FBN Holdings Plc FY 2022: Strong Growth in Interest Income

Image Credit: FBNH

June 2, 2023/CSL Research

After a long wait, FBNH finally released FY 2022 audited numbers. Interest Income was up 49.6% y/y and 11% ahead of our forecast, driven by growth in Interest Income on Loans and advances due to an improvement in earnings yield. Net Loans to customers were up 31.5% y/y in FY 2022. Earnings yield improved to 8.8% in December 2022 from 7.3% in December 2021.  

Interest Expense also grew significantly, up 34.0% y/y and 15.8% ahead of our forecast, resulting in a marginal growth in cost of funds to 2.3% in FY 2022 from 2.1% in FY 2021. Customer Deposits were up 21.8% y/y. Overall, Net Interest Income grew strongly, up 59.2% y/y driving NIMs up to 5.8% in FY 2022 compared with 4.5% in FY 2021.  We have always maintained that Interest Income is likely to grow faster than funding cost with the rising rate environment for banks like FBNH with a high level of low-cost funds. As of December 2022, term deposits only made up 15.2% of FBNH’s total deposits. 

Net Fee and Commission Income grew marginally y/y, up 1.1% and came in 6.8% below our forecast. Credit related fees showed the strongest y/y growth (up 35.6% y/y) while funds transfer and intermediation fees showed the steepest decline (down 47.0% y/y). 

FY 2022 Nm
 

Source: Company, CSL Research

Other Income (Foreign Exchange Income, Net Gains on Investment Securities, Net Gains or Loss on Financial Instruments held at FVTPL, Dividend Income, Other Operating Income) declined significantly y/y, down 56.0% in FY 2022 compared with FY 2021. The decline was mainly due to lower recoveries of N13.7bn in December 2022 compared with N141.0bn in December 2023. 

FY 2022 impairment Charge declined 25.2% y/y to N68.6bn compared with N91.7bn for FY 2021, bringing FY 2022 Cost of Risk (COR) to 2.0%, 50bps higher than our 1.5% forecast. FBN Nigeria’s subsidiary in Ghana held investments in debt securities of N6.27billion(GHS 117million) that were impaired because of a significant increase in credit risks. The Group exchanged N8.86bn (GHS 165million) of its existing Government of Ghana bonds for an equivalent amount of twelve new bonds worth N6.3bn. Overall, the Ghana DDE had minimal impact on FBN’s overall impairment. 

OPEX grew moderately, up 8.9% y/y. The opex growth compared with a marginal decline in Total Operating Income led to a deterioration in the group’s cost to income ratio (ex-provisions) to 61.7% for FY 2022 compared with 56.4% in December 2021. Growth in Operating Expenses (up 23.3%) was the major contributor to OPEX growth, mainly driven by significant increases in maintenance, insurance premium, legal and other professional fees, communication, light and power, operational and other losses, and, other operating expenses. 

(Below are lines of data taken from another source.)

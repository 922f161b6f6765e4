// Copyright 2025 Neuraville Inc.
// SPDX-License-Identifier: Apache-2.0

//! # ihc-synapse - Inner-Hair-Cell to Auditory-Nerve Synapse Model
//!
//! Turns an inner-hair-cell receptor output sampled at the simulation rate into an
//! auditory-nerve fiber response: synaptic release rate, spike times, PSTH, and
//! analytic estimates of the instantaneous mean rate and variance.
//!
//! ## Quick Start
//!
//! ```toml
//! [dependencies]
//! ihc-synapse = "0.1"  # Default: model + console logging
//! ```
//!
//! ## Feature Flags
//! - **`observability`** (default): tracing subscriber setup driven by the `[logging]`
//!   config section
//! - **`file-logging`**: JSON log files in timestamped per-run folders
//!
//! ## Usage
//!
//! ```rust,no_run
//! use ihc_synapse::prelude::*;
//!
//! let config = load_config(None, None)?;
//! let _guard = ihc_synapse::init_observability(&config)?;
//!
//! let ihc_out = vec![0.0; 50_000];
//! let params = SynapseParameters::from_config(&config, ihc_out.len())?;
//! let mut simulator = SynapseSimulator::from_seed(config.simulation.seed);
//! let output = simulator.simulate(&ihc_out, &params)?;
//! println!("{} spikes", output.spike_count());
//! # Ok::<(), anyhow::Error>(())
//! ```

/// Crate version from Cargo.toml
pub const VERSION: &str = env!("CARGO_PKG_VERSION");

// Re-export member crates
pub use ihc_synapse_config as config;
pub use ihc_synapse_dsp as dsp;
pub use ihc_synapse_model as model;

#[cfg(feature = "observability")]
pub use ihc_synapse_observability as observability;

/// Convenience re-exports for the common load → simulate flow
pub mod prelude {
    pub use crate::config::{load_config, validate_config, SynapseConfig};
    pub use crate::dsp::{NoiseType, RandomSource, SynapseRng};
    pub use crate::model::{
        PowerLaw, SynapseError, SynapseOutput, SynapseParameters, SynapseSimulator,
        TrialSummary,
    };
}

/// Translate the `[logging]` section into the subscriber configuration
#[cfg(feature = "observability")]
pub fn observability_config(
    logging: &config::LoggingConfig,
) -> observability::ObservabilityConfig {
    observability::ObservabilityConfig {
        level: logging.level.clone(),
        format: observability::LogFormat::from_name(&logging.format),
        log_dir: logging.log_dir.clone(),
        retention_days: logging.retention_days,
        retention_runs: logging.retention_runs,
    }
}

/// Install the global tracing subscriber from a loaded configuration
///
/// Per-crate debug flags come from the command line (`--debug-<crate>`) and the
/// `IHC_SYNAPSE_DEBUG` environment variable. Keep the returned guard alive for the
/// duration of the run.
///
/// # Errors
/// Fails when a subscriber is already installed or the log folder cannot be created.
#[cfg(feature = "observability")]
pub fn init_observability(
    config: &config::SynapseConfig,
) -> anyhow::Result<observability::LoggingGuard> {
    let debug_flags = observability::parse_debug_flags();
    let guard = observability::init_logging(&debug_flags, &observability_config(&config.logging))?;
    tracing::info!(
        "[SYNAPSE] ihc-synapse v{} (cf={} Hz, spont={} /s, power law {})",
        VERSION,
        config.model.cf,
        config.model.spontaneous_rate,
        config.model.power_law
    );
    Ok(guard)
}
// Copyright 2025 Neuraville Inc.
// SPDX-License-Identifier: Apache-2.0

//! Configuration validation
//!
//! This module checks that model parameters lie in their physiological ranges and
//! that variant names are recognized. Every violation is collected before failing.

use crate::{ConfigError, ConfigResult, SynapseConfig, NOISE_TYPE_NAMES, POWER_LAW_NAMES};

/// Spontaneous rate bounds (spikes/s)
pub const SPONT_RANGE: (f64, f64) = (1e-4, 180.0);

/// Absolute and relative refractory period bounds (s)
pub const REFRACTORY_RANGE: (f64, f64) = (0.0, 20e-3);

/// Largest supported time resolution; the simulation rate must reach the 10 kHz
/// power-law rate
pub const MAX_TIME_RESOLUTION: f64 = 1e-4;

/// Validation errors that can occur during config validation
#[derive(Debug, Clone, PartialEq)]
pub enum ConfigValidationError {
    OutOfRange {
        field: String,
        value: f64,
        lower: f64,
        upper: f64,
    },
    UnknownVariant {
        field: String,
        value: String,
        allowed: Vec<&'static str>,
    },
    InvalidValue {
        field: String,
        reason: String,
    },
}

impl std::fmt::Display for ConfigValidationError {
    fn fmt(&self, f: &mut std::fmt::Formatter<'_>) -> std::fmt::Result {
        match self {
            Self::OutOfRange {
                field,
                value,
                lower,
                upper,
            } => write!(
                f,
                "{} = {} is outside valid range [{}, {}]",
                field, value, lower, upper
            ),
            Self::UnknownVariant {
                field,
                value,
                allowed,
            } => write!(
                f,
                "{} = '{}' is not one of: {}",
                field,
                value,
                allowed.join(", ")
            ),
            Self::InvalidValue { field, reason } => {
                write!(f, "Invalid configuration value for {}: {}", field, reason)
            }
        }
    }
}

/// Validate the complete configuration
///
/// Checks for:
/// - `model.spontaneous_rate` in [1e-4, 180]
/// - refractory periods in [0, 20e-3]
/// - `model.cf > 0` and `0 < simulation.time_resolution <= 1e-4`
/// - recognized `noise_type`, `power_law` and `logging.format` names
///
/// # Errors
///
/// Returns `ConfigError::ValidationError` listing every violation
pub fn validate_config(config: &SynapseConfig) -> ConfigResult<()> {
    let mut errors = Vec::new();

    validate_model_ranges(config, &mut errors);
    validate_simulation(config, &mut errors);
    validate_variants(config, &mut errors);

    if !errors.is_empty() {
        let error_messages = errors
            .iter()
            .map(|e| format!("  - {}", e))
            .collect::<Vec<_>>()
            .join("\n");

        return Err(ConfigError::ValidationError(format!(
            "Configuration validation failed:\n{}",
            error_messages
        )));
    }

    Ok(())
}

fn check_range(
    field: &str,
    value: f64,
    lower: f64,
    upper: f64,
    errors: &mut Vec<ConfigValidationError>,
) {
    // NaN fails both comparisons
    if !(value >= lower && value <= upper) {
        errors.push(ConfigValidationError::OutOfRange {
            field: field.to_string(),
            value,
            lower,
            upper,
        });
    }
}

fn validate_model_ranges(config: &SynapseConfig, errors: &mut Vec<ConfigValidationError>) {
    let model = &config.model;
    let (spont_lo, spont_hi) = SPONT_RANGE;
    let (refr_lo, refr_hi) = REFRACTORY_RANGE;
    check_range("model.spontaneous_rate", model.spontaneous_rate, spont_lo, spont_hi, errors);
    check_range("model.abs_refractory_period", model.abs_refractory_period, refr_lo, refr_hi, errors);
    check_range("model.rel_refractory_period", model.rel_refractory_period, refr_lo, refr_hi, errors);

    if !(model.cf > 0.0 && model.cf.is_finite()) {
        errors.push(ConfigValidationError::InvalidValue {
            field: "model.cf".to_string(),
            reason: format!("characteristic frequency must be positive, got {}", model.cf),
        });
    }
}

fn validate_simulation(config: &SynapseConfig, errors: &mut Vec<ConfigValidationError>) {
    let tdres = config.simulation.time_resolution;
    if !(tdres > 0.0 && tdres <= MAX_TIME_RESOLUTION) {
        errors.push(ConfigValidationError::InvalidValue {
            field: "simulation.time_resolution".to_string(),
            reason: format!("must lie in (0, {}], got {}", MAX_TIME_RESOLUTION, tdres),
        });
    }
}

fn validate_variants(config: &SynapseConfig, errors: &mut Vec<ConfigValidationError>) {
    let checks: [(&str, &str, &[&'static str]); 3] = [
        ("model.noise_type", &config.model.noise_type, &NOISE_TYPE_NAMES),
        ("model.power_law", &config.model.power_law, &POWER_LAW_NAMES),
        ("logging.format", &config.logging.format, &["text", "json"]),
    ];
    for (field, value, allowed) in checks {
        if !allowed.iter().any(|name| name.eq_ignore_ascii_case(value)) {
            errors.push(ConfigValidationError::UnknownVariant {
                field: field.to_string(),
                value: value.to_string(),
                allowed: allowed.to_vec(),
            });
        }
    }
}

Pre-tax profit was down 5.3% y/y to N157.9bn while Net profit was down 9.9% y/y to N136.2bn bringing FY 2022 ROAE to 14.5% (in line with our forecast) compared with 18.6% in FY 2021. 

The bank’s management proposed final dividend of N0.50/s implying dividend yield of 3.6% based on yesterday’s closing price of N14.00/s 

We have a buy recommendation on the stock and a target price of N18.11/s. Current price: N11.00 /s 

FBN Nigeria reports Capital Adequacy Ratio (CAR) of 16.8% for FY 2022.